What needs to be done: Check each line of the records below and collect those that include the word "true".

::::::

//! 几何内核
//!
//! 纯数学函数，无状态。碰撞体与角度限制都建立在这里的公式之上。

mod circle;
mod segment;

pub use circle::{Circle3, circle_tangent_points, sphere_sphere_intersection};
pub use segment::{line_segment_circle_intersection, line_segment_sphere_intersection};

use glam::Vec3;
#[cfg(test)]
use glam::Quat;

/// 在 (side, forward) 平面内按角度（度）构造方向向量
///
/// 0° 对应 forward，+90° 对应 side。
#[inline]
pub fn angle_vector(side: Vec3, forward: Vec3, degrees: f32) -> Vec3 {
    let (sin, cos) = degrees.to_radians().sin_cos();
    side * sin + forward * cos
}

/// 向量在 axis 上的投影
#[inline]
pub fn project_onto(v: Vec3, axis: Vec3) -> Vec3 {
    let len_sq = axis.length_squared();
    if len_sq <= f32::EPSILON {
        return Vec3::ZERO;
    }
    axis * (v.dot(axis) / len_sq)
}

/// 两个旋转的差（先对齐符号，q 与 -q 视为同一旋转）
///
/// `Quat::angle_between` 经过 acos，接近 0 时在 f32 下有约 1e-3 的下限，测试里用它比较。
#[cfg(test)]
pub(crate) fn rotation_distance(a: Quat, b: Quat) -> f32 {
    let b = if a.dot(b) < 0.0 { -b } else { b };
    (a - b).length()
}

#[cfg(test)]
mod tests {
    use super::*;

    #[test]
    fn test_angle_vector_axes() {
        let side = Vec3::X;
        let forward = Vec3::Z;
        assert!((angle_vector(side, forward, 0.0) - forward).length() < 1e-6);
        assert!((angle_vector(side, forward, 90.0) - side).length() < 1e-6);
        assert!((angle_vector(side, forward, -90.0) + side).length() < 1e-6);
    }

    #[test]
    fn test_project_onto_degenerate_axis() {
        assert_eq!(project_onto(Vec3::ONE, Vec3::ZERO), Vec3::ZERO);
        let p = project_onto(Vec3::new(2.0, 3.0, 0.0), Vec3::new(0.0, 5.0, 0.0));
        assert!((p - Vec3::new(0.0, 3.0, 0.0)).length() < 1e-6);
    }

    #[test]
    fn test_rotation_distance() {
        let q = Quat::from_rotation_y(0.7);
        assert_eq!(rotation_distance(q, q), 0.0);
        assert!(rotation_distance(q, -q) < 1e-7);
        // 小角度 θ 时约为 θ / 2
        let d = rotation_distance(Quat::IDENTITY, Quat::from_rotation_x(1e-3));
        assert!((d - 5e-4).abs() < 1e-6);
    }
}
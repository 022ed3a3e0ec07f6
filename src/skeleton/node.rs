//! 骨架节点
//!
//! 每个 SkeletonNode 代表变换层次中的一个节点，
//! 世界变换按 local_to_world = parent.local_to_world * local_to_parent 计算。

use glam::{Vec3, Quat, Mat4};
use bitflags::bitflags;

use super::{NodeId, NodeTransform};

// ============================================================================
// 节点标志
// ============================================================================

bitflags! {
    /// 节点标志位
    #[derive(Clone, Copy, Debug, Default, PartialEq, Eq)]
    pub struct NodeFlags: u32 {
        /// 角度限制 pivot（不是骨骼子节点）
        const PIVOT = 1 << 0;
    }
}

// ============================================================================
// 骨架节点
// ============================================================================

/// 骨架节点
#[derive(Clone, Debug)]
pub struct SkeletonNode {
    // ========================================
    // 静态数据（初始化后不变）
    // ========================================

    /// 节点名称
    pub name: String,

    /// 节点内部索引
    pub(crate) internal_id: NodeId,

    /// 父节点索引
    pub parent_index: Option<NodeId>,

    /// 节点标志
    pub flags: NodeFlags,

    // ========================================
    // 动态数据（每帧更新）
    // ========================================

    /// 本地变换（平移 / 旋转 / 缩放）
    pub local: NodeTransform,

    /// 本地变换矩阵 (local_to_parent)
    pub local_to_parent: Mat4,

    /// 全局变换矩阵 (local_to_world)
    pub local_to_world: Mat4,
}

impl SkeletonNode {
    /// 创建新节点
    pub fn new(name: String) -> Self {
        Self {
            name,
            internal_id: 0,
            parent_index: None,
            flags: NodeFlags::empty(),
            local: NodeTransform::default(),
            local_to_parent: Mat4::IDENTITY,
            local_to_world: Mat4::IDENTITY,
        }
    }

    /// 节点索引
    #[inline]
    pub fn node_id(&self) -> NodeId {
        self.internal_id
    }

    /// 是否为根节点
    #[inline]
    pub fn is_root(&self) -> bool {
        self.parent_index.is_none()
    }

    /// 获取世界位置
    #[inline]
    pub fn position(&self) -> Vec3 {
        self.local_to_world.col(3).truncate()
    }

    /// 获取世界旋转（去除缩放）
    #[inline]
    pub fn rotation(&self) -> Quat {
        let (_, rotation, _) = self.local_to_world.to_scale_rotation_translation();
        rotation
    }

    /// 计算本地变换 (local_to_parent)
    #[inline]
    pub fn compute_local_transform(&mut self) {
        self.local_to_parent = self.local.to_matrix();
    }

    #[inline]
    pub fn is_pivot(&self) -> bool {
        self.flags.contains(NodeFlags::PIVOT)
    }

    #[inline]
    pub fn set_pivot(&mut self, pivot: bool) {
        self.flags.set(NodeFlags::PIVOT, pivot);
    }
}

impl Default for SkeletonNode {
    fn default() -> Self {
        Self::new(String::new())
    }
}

::::::

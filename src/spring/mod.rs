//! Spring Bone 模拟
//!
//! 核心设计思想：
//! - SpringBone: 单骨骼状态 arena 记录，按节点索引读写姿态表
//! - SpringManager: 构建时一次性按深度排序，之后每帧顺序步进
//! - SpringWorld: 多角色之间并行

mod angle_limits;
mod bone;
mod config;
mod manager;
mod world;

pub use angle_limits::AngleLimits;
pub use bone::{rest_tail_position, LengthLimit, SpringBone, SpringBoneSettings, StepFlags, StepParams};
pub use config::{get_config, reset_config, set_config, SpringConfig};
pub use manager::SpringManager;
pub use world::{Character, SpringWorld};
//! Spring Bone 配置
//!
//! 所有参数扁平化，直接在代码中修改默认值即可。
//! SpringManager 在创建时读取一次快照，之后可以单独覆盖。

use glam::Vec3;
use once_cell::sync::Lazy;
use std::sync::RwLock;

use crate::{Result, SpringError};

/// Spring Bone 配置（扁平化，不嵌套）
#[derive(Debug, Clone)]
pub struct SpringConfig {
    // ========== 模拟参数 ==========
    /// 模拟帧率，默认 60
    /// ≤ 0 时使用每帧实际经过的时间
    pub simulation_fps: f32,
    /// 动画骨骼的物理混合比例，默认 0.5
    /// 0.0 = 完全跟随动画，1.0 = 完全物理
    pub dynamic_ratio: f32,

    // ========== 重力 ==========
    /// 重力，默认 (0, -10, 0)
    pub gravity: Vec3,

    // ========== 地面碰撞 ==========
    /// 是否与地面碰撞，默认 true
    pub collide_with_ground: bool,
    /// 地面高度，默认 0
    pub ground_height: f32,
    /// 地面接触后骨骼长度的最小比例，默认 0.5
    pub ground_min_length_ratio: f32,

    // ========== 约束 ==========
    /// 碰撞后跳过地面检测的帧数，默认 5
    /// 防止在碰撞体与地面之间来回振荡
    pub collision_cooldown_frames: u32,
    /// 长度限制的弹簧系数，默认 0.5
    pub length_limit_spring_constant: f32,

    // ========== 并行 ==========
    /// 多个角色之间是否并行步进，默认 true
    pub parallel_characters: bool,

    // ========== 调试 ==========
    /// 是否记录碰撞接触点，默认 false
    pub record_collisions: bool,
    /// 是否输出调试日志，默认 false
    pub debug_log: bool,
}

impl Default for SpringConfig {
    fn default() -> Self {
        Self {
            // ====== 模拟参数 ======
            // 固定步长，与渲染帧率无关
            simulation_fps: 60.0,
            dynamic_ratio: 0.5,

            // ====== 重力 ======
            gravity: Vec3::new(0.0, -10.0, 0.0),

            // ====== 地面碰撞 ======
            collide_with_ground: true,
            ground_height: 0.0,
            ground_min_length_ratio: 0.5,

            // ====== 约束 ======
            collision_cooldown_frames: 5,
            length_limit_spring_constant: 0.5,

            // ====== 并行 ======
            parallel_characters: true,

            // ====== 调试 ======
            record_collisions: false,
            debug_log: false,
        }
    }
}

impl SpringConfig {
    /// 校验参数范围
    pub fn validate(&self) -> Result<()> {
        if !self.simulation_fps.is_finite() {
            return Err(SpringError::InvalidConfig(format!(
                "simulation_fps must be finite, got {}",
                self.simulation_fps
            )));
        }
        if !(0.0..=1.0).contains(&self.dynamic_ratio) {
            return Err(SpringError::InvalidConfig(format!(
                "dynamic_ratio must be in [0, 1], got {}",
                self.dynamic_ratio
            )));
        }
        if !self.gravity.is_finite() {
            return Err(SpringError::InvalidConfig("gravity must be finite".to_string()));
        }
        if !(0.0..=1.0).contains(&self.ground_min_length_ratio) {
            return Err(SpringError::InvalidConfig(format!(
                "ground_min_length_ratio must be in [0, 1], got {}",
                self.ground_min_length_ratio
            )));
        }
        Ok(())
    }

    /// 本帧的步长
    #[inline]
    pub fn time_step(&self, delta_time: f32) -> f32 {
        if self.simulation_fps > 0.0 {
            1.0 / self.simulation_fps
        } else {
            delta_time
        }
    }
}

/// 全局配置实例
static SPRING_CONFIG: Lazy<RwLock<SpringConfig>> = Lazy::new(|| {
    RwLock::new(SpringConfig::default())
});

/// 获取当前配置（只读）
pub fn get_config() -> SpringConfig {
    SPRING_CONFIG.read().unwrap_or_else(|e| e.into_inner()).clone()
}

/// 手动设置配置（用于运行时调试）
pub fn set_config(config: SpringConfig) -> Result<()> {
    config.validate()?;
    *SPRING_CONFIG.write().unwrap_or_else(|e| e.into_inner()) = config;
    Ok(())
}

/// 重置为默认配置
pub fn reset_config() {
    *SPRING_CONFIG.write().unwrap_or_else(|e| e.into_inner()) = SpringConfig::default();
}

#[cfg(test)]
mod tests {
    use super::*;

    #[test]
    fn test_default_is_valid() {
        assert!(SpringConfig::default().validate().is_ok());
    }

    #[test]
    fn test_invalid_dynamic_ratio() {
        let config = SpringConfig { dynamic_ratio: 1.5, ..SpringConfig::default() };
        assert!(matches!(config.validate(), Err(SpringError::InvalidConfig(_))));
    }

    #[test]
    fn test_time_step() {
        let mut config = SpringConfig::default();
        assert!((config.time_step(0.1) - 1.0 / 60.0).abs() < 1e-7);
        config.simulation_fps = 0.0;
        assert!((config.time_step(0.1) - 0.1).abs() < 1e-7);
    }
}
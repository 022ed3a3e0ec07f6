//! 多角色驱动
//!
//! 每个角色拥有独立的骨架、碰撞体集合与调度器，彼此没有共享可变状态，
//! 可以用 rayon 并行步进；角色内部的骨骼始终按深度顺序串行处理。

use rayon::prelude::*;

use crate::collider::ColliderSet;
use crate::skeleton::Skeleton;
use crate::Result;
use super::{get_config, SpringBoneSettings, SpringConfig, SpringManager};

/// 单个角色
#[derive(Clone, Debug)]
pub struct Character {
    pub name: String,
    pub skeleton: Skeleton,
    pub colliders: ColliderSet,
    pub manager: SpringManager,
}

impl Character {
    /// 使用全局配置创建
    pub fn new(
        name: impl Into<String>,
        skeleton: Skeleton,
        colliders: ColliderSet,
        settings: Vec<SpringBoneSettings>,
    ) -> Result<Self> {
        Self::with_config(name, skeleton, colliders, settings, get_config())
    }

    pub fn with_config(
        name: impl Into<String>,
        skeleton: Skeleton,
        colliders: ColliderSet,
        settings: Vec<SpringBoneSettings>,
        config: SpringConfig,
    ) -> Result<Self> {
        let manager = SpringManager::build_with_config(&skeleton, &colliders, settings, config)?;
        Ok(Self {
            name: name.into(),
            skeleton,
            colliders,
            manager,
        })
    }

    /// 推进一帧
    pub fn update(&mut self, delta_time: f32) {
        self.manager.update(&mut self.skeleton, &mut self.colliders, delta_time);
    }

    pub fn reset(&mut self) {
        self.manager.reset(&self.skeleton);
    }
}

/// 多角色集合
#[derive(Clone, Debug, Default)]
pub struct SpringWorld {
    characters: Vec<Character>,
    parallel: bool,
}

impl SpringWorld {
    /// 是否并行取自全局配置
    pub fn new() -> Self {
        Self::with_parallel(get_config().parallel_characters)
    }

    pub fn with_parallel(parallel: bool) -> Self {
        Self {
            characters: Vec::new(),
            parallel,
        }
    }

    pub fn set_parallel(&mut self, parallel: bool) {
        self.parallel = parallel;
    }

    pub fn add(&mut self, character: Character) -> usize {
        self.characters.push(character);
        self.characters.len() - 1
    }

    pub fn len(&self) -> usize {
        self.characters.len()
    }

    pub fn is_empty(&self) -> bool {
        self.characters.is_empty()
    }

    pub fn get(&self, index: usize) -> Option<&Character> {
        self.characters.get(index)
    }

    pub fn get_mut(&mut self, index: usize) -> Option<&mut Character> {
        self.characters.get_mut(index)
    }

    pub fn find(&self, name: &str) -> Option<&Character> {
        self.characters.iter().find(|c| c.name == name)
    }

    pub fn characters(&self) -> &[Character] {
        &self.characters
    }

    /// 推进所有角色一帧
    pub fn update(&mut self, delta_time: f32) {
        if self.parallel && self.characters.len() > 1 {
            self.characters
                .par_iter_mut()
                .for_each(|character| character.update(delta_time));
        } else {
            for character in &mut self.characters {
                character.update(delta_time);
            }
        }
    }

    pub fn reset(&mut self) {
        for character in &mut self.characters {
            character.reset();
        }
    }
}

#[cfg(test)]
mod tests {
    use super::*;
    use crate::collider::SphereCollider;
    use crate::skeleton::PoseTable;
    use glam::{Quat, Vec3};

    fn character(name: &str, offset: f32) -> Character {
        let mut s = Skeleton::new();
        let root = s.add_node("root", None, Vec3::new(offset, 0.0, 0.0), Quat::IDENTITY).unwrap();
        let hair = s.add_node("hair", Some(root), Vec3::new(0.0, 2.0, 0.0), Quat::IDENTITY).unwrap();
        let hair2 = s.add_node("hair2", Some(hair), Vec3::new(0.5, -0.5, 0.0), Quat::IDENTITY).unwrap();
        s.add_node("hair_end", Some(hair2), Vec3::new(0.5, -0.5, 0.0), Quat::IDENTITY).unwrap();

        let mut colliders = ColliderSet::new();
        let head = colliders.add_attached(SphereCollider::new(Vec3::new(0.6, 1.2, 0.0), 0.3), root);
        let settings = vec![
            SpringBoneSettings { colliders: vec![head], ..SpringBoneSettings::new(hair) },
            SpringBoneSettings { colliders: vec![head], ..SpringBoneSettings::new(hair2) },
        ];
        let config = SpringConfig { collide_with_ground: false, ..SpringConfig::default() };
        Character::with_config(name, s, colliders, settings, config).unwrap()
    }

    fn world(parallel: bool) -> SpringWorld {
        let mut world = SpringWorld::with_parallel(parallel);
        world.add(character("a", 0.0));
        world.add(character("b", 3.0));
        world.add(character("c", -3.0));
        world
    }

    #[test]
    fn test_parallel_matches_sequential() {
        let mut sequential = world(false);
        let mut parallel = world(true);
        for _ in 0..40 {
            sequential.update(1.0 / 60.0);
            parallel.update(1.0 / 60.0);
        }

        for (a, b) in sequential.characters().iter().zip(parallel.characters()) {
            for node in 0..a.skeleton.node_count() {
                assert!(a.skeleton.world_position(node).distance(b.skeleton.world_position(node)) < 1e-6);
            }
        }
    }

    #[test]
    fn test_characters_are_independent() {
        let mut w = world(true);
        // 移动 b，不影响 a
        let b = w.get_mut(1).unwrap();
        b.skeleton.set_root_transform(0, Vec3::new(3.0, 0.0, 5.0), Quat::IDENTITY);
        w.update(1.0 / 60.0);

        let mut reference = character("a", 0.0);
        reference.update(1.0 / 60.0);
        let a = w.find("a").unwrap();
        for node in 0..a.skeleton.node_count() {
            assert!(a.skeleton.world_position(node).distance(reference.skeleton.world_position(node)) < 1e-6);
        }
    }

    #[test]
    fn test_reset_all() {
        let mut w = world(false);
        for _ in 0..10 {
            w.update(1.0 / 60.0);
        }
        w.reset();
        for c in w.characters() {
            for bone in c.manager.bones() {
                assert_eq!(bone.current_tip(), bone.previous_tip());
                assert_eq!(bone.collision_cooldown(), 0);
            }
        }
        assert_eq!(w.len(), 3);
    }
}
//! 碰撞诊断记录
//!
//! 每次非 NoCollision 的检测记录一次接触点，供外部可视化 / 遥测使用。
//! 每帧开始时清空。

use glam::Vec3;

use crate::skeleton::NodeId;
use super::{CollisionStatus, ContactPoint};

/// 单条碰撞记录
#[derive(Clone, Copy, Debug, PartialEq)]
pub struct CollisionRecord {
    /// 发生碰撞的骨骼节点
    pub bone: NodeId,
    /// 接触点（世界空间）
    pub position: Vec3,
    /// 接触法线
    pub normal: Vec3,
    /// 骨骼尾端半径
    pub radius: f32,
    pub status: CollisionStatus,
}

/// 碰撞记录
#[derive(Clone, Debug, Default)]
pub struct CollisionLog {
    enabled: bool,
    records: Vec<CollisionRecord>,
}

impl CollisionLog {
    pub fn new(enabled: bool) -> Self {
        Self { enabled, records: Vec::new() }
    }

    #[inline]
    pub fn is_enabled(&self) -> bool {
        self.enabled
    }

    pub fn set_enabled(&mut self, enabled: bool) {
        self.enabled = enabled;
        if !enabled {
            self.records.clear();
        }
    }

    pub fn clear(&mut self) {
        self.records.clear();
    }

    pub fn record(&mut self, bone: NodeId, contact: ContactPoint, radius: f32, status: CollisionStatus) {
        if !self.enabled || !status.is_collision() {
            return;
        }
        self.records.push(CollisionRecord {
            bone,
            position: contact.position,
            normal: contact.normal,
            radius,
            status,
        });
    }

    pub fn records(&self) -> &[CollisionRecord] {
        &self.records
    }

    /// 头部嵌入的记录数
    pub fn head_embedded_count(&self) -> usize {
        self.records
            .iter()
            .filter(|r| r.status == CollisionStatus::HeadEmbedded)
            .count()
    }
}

::::::

Problem solution:
    /// 是否与地面碰撞，默认 true
    /// 多个角色之间是否并行步进，默认 true
            collide_with_ground: true,
            parallel_characters: true,
        let mut parallel = world(true);
        let mut w = world(true);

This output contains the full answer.